Your task is to copy every line of the records below that contains "SnapshotFormat".

◆ Stored items ◆
________________________

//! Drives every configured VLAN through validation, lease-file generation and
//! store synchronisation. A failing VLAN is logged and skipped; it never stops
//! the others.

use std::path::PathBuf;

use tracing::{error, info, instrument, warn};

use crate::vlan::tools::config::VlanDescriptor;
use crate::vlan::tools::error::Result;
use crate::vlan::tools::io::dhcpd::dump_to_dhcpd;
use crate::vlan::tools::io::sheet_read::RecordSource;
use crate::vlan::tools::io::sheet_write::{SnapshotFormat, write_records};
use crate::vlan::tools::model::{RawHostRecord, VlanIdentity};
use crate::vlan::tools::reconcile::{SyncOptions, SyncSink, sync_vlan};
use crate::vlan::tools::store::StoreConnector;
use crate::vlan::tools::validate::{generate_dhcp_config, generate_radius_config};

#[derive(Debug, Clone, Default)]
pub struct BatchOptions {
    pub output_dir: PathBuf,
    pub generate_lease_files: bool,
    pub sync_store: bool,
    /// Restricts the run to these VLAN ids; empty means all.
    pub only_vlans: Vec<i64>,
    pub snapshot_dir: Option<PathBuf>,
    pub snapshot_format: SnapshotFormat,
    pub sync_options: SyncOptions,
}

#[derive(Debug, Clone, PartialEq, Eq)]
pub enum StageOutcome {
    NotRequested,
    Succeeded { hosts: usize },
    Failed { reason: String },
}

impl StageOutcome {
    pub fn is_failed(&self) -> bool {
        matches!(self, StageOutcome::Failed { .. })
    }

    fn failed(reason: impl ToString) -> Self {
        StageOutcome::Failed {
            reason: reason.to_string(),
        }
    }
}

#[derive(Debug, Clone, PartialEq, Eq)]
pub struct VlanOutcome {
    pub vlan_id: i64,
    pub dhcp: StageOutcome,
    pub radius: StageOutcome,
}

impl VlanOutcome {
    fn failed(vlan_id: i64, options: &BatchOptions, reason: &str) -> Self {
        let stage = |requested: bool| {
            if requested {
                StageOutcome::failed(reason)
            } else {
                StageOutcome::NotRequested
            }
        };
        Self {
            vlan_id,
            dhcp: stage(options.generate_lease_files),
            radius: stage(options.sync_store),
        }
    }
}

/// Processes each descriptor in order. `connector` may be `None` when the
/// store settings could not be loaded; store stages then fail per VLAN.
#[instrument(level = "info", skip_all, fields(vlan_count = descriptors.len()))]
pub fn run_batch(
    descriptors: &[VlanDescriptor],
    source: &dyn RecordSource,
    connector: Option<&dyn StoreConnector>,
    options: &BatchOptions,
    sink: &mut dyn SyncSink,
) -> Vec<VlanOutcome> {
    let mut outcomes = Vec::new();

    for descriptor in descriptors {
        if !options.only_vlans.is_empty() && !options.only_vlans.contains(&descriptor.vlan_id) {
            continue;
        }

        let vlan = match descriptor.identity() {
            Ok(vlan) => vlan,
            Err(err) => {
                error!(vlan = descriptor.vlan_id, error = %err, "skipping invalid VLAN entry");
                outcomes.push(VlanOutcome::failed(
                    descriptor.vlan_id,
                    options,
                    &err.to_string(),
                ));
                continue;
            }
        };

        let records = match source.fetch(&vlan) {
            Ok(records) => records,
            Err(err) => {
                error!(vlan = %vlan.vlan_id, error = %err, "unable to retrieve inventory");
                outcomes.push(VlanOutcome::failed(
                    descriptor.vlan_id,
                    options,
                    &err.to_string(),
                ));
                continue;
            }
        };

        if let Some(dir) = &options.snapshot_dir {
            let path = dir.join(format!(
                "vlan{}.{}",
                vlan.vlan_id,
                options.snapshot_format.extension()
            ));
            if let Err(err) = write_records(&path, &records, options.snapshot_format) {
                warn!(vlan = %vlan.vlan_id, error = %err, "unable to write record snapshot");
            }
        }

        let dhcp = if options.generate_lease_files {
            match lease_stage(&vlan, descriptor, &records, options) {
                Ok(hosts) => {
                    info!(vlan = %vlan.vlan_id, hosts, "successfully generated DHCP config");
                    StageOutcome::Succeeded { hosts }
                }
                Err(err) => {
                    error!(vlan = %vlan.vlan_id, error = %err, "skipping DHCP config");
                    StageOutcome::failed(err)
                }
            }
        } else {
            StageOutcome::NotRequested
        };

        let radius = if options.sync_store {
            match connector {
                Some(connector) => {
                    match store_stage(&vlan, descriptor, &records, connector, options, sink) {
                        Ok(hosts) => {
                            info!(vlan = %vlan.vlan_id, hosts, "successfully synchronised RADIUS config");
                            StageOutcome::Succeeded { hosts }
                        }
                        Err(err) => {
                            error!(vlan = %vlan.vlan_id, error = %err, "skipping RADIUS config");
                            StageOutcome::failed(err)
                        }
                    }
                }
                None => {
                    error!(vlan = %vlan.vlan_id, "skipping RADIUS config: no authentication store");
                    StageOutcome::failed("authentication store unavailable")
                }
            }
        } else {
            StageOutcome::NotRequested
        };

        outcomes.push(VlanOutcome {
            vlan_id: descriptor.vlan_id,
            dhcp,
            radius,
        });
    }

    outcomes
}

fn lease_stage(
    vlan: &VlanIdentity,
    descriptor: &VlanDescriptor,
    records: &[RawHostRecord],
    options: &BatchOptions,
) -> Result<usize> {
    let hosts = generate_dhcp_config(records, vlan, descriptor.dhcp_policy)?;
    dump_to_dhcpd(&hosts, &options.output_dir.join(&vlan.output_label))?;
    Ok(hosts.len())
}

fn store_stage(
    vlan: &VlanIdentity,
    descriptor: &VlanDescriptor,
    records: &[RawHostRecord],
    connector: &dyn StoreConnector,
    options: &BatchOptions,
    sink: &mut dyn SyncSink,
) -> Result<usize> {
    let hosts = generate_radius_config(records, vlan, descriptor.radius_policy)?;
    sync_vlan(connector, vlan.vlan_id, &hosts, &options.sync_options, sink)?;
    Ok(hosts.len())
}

________________________

◆ Output for this exercise ◆
use crate::vlan::tools::io::sheet_write::{SnapshotFormat, write_records};
    pub snapshot_format: SnapshotFormat,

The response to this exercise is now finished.